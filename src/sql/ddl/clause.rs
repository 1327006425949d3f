use std::fmt::Display;

use itertools::Itertools;

use super::column::Column;
use super::keyword::{ConflictResolution, ReferentialAction, SortOrder};

/// `ON CONFLICT <resolution>` clause attached to a constraint.
#[derive(Debug, Clone, Copy, PartialEq, Eq)]
pub struct ConflictClause {
    resolution: ConflictResolution,
}

impl ConflictClause {
    #[must_use]
    pub fn new(resolution: ConflictResolution) -> Self {
        Self { resolution }
    }
}

impl Display for ConflictClause {
    fn fmt(&self, f: &mut std::fmt::Formatter<'_>) -> std::fmt::Result {
        write!(f, "ON CONFLICT {}", self.resolution)
    }
}

/// Column-level `PRIMARY KEY` constraint.
///
/// Renders as `PRIMARY KEY [ASC|DESC] [ON CONFLICT <r>] [AUTOINCREMENT]`.
#[derive(Debug, Clone, PartialEq, Eq)]
pub struct PrimaryKeyColumnConstraint {
    autoincrement: bool,
    order: Option<SortOrder>,
    conflict: Option<ConflictClause>,
}

impl PrimaryKeyColumnConstraint {
    #[must_use]
    pub fn new(
        autoincrement: bool,
        order: Option<SortOrder>,
        on_conflict: Option<ConflictResolution>,
    ) -> Self {
        Self {
            autoincrement,
            order,
            conflict: on_conflict.map(ConflictClause::new),
        }
    }
}

impl Display for PrimaryKeyColumnConstraint {
    fn fmt(&self, f: &mut std::fmt::Formatter<'_>) -> std::fmt::Result {
        write!(f, "PRIMARY KEY")?;
        if let Some(order) = self.order {
            write!(f, " {order}")?;
        }
        if let Some(conflict) = self.conflict {
            write!(f, " {conflict}")?;
        }
        if self.autoincrement {
            write!(f, " AUTOINCREMENT")?;
        }
        Ok(())
    }
}

/// `REFERENCES` clause of a column definition or foreign-key table
/// constraint.
///
/// An empty target column list means the foreign key references the implicit
/// primary key of the target table, and no parenthesized list is emitted.
#[derive(Debug, Clone, PartialEq, Eq)]
pub struct ForeignKeyClause {
    table: String,
    columns: Vec<Column>,
    on_delete: Option<ReferentialAction>,
    on_update: Option<ReferentialAction>,
    deferred: bool,
}

impl ForeignKeyClause {
    pub fn new(table: impl Into<String>) -> Self {
        Self {
            table: table.into(),
            columns: Vec::new(),
            on_delete: None,
            on_update: None,
            deferred: false,
        }
    }

    #[must_use]
    pub fn column(mut self, column: impl Into<Column>) -> Self {
        self.columns.push(column.into());
        self
    }

    #[must_use]
    pub fn columns<T: Into<Column>>(mut self, columns: Vec<T>) -> Self {
        self.columns.extend(columns.into_iter().map(Into::into));
        self
    }

    #[must_use]
    pub fn on_delete(mut self, action: ReferentialAction) -> Self {
        self.on_delete = Some(action);
        self
    }

    #[must_use]
    pub fn on_update(mut self, action: ReferentialAction) -> Self {
        self.on_update = Some(action);
        self
    }

    /// Postpones enforcement until transaction commit
    /// (`DEFERRABLE INITIALLY DEFERRED`).
    #[must_use]
    pub fn deferred(mut self, deferred: bool) -> Self {
        self.deferred = deferred;
        self
    }
}

impl Display for ForeignKeyClause {
    fn fmt(&self, f: &mut std::fmt::Formatter<'_>) -> std::fmt::Result {
        write!(f, "REFERENCES {}", self.table)?;
        if !self.columns.is_empty() {
            write!(f, " ( {} )", self.columns.iter().join(", "))?;
        }
        if let Some(action) = self.on_delete {
            write!(f, " ON DELETE {action}")?;
        }
        if let Some(action) = self.on_update {
            write!(f, " ON UPDATE {action}")?;
        }
        if self.deferred {
            write!(f, " DEFERRABLE INITIALLY DEFERRED")?;
        }
        Ok(())
    }
}

#[cfg(test)]
mod tests {
    use super::*;

    #[test]
    fn test_conflict_clause() {
        let clause = ConflictClause::new(ConflictResolution::Rollback);
        assert_eq!(clause.to_string(), "ON CONFLICT ROLLBACK");
    }

    #[test]
    fn test_bare_primary_key() {
        let constraint = PrimaryKeyColumnConstraint::new(false, None, None);
        assert_eq!(constraint.to_string(), "PRIMARY KEY");
    }

    #[test]
    fn test_primary_key_with_order_and_conflict() {
        let constraint = PrimaryKeyColumnConstraint::new(
            false,
            Some(SortOrder::Desc),
            Some(ConflictResolution::Rollback),
        );
        assert_eq!(
            constraint.to_string(),
            "PRIMARY KEY DESC ON CONFLICT ROLLBACK"
        );
    }

    #[test]
    fn test_autoincrement_renders_after_conflict_clause() {
        let constraint =
            PrimaryKeyColumnConstraint::new(true, None, Some(ConflictResolution::Rollback));
        assert_eq!(
            constraint.to_string(),
            "PRIMARY KEY ON CONFLICT ROLLBACK AUTOINCREMENT"
        );
    }

    #[test]
    fn test_foreign_key_clause_without_columns() {
        let clause = ForeignKeyClause::new("foo");
        assert_eq!(clause.to_string(), "REFERENCES foo");
    }

    #[test]
    fn test_foreign_key_clause_full() {
        let clause = ForeignKeyClause::new("foo")
            .column("id")
            .on_delete(ReferentialAction::Cascade)
            .on_update(ReferentialAction::SetNull)
            .deferred(true);
        assert_eq!(
            clause.to_string(),
            "REFERENCES foo ( id ) ON DELETE CASCADE ON UPDATE SET NULL DEFERRABLE INITIALLY DEFERRED"
        );
    }
}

::::

THE TASK:
In the material above, which lines contain "ConflictClause"? Copy each of them.

REPLY:
pub struct ConflictClause {
impl ConflictClause {
impl Display for ConflictClause {
    conflict: Option<ConflictClause>,
            conflict: on_conflict.map(ConflictClause::new),
        let clause = ConflictClause::new(ConflictResolution::Rollback);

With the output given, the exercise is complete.